Where does "features" appear in the data? Return each line that holds it.

=======

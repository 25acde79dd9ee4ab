//! Runtime bootstrapper: the composition root for hosted servers.

use std::sync::Arc;

use runtime_protocol::{EncryptionInitialization, ResponseError};
use runtime_services::{Auth, Chat, CredentialsProvider, EncryptionError, EncryptionKey, Telemetry};
use runtime_transport::{ClientChannel, Connection, HandshakeError, TransportError, validate_encryption_details};
use tokio::io::{AsyncRead, AsyncWrite};
use tracing::info;

use crate::adapter::LspServer;
use crate::encoding::{Base64Encoding, Encoding};
use crate::features::{Features, Lsp, RuntimeProps, Server, ServerHandle, Workspace};
use crate::notification::{Notifications, ServerNameRouter};
use crate::router::LspRouter;

#[derive(Debug, thiserror::Error)]
pub enum RuntimeError {
    #[error(transparent)]
    Handshake(#[from] HandshakeError),

    #[error(transparent)]
    Encryption(#[from] EncryptionError),

    #[error(transparent)]
    Transport(#[from] TransportError),
}

impl From<RuntimeError> for ResponseError {
    fn from(err: RuntimeError) -> Self {
        match err {
            RuntimeError::Encryption(e) => e.into(),
            RuntimeError::Transport(e) => e.into(),
            RuntimeError::Handshake(e) => ResponseError::internal(e.to_string()),
        }
    }
}

pub struct Runtime {
    props: RuntimeProps,
    servers: Vec<Box<dyn Server>>,
    encryption_key: Option<Arc<EncryptionKey>>,
    encoding: Arc<dyn Encoding>,
}

impl Runtime {
    pub fn new(props: RuntimeProps) -> Self {
        Self {
            props,
            servers: Vec::new(),
            encryption_key: None,
            encoding: Arc::new(Base64Encoding),
        }
    }

    /// Host `server`. Servers are started, initialized and routed to in the
    /// order they are added.
    pub fn with_server(mut self, server: impl Server + 'static) -> Self {
        self.servers.push(Box::new(server));
        self
    }

    pub fn with_encoding(mut self, encoding: Arc<dyn Encoding>) -> Self {
        self.encoding = encoding;
        self
    }

    pub fn with_encryption_key(mut self, key: EncryptionKey) -> Self {
        self.encryption_key = Some(Arc::new(key));
        self
    }

    /// Validate handshake details and adopt their key for the session.
    pub fn with_encryption_details(self, details: &EncryptionInitialization) -> Result<Self, RuntimeError> {
        validate_encryption_details(details)?;
        let key = EncryptionKey::from_base64(details.key.as_deref().unwrap_or_default())?;
        Ok(self.with_encryption_key(key))
    }

    /// Serve one client over `reader` / `writer` until `exit` or EOF, then
    /// dispose every server handle.
    pub async fn run<R, W>(self, reader: R, writer: W) -> Result<(), RuntimeError>
    where
        R: AsyncRead + Unpin,
        W: AsyncWrite + Unpin + Send + 'static,
    {
        let connection = Connection::new();
        let client: Arc<dyn ClientChannel> = connection.clone();
        let telemetry = Telemetry::new(Arc::clone(&client));

        let auth = Auth::new(Arc::clone(&client), telemetry.clone(), self.encryption_key.clone());
        auth.register(&connection);
        let credentials_provider: Arc<dyn CredentialsProvider> = auth;

        let chat = Chat::new(self.encryption_key.clone());
        chat.register(&connection);

        let router = LspRouter::new(&self.props);
        router.register(&connection);

        info!(
            "Starting {} with {} server(s){}",
            self.props.name,
            self.servers.len(),
            if chat.is_encrypted() { ", encrypted" } else { "" }
        );

        let mut handles: Vec<ServerHandle> = Vec::with_capacity(self.servers.len());
        for server in &self.servers {
            let adapter = LspServer::new(server.name());
            router.add_server(Arc::clone(&adapter));

            let features = Features {
                lsp: Lsp::new(adapter, Arc::clone(&router), Arc::clone(&connection)),
                credentials_provider: Arc::clone(&credentials_provider),
                notification: Notifications::new(
                    ServerNameRouter::new(server.name(), Arc::clone(&self.encoding)),
                    Arc::clone(&connection),
                ),
                chat: Arc::clone(&chat),
                workspace: Workspace::new(Arc::clone(&router)),
                telemetry: telemetry.clone(),
                runtime: self.props.clone(),
            };
            info!("Starting server {}", server.name());
            handles.push(server.start(features));
        }

        connection.on_exit(move || {
            info!("Disposing {} server(s)", handles.len());
            for handle in &handles {
                handle.dispose();
            }
        });

        connection.listen(reader, writer).await?;
        info!("Runtime stopped");
        Ok(())
    }
}
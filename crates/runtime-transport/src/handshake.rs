//! Encryption handshake: the single JSON line that precedes LSP framing when
//! the runtime is started with `--set-credentials-encryption-key`.

use std::time::Duration;

use runtime_protocol::EncryptionInitialization;
use runtime_protocol::encryption::{ENCRYPTION_MODE_JWT, ENCRYPTION_VERSION};
use tokio::io::{AsyncRead, AsyncReadExt};
use tracing::debug;

use crate::error::HandshakeError;

/// How long the client has to send the handshake line.
pub const HANDSHAKE_TIMEOUT: Duration = Duration::from_millis(5000);

/// Read the handshake line within [`HANDSHAKE_TIMEOUT`].
pub async fn read_encryption_details<R>(reader: &mut R) -> Result<EncryptionInitialization, HandshakeError>
where
    R: AsyncRead + Unpin,
{
    read_encryption_details_with_timeout(reader, HANDSHAKE_TIMEOUT).await
}

/// Read the handshake line within `timeout`.
///
/// Bytes are pulled one at a time so nothing after the `\n` is consumed;
/// whatever follows belongs to the framed LSP stream.
pub async fn read_encryption_details_with_timeout<R>(
    reader: &mut R,
    timeout: Duration,
) -> Result<EncryptionInitialization, HandshakeError>
where
    R: AsyncRead + Unpin,
{
    let line = tokio::time::timeout(timeout, read_line_unbuffered(reader))
        .await
        .map_err(|_| HandshakeError::Timeout(timeout))??;

    debug!("Received encryption details ({} bytes)", line.len());
    Ok(serde_json::from_slice(&line)?)
}

async fn read_line_unbuffered<R>(reader: &mut R) -> Result<Vec<u8>, HandshakeError>
where
    R: AsyncRead + Unpin,
{
    let mut line = Vec::new();
    let mut byte = [0u8; 1];
    loop {
        if reader.read(&mut byte).await? == 0 {
            return Err(HandshakeError::Closed);
        }
        if byte[0] == b'\n' {
            return Ok(line);
        }
        line.push(byte[0]);
    }
}

/// Check version, key presence and mode, in that order.
pub fn validate_encryption_details(details: &EncryptionInitialization) -> Result<(), HandshakeError> {
    if details.version != ENCRYPTION_VERSION {
        return Err(HandshakeError::UnsupportedVersion(details.version.clone()));
    }
    if details.key.as_deref().is_none_or(str::is_empty) {
        return Err(HandshakeError::MissingKey);
    }
    if details.mode != ENCRYPTION_MODE_JWT {
        return Err(HandshakeError::UnsupportedMode(details.mode.clone()));
    }
    Ok(())
}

=======

ANSWER SPACE =
use crate::features::{Features, Lsp, RuntimeProps, Server, ServerHandle, Workspace};
            let features = Features {
            handles.push(server.start(features));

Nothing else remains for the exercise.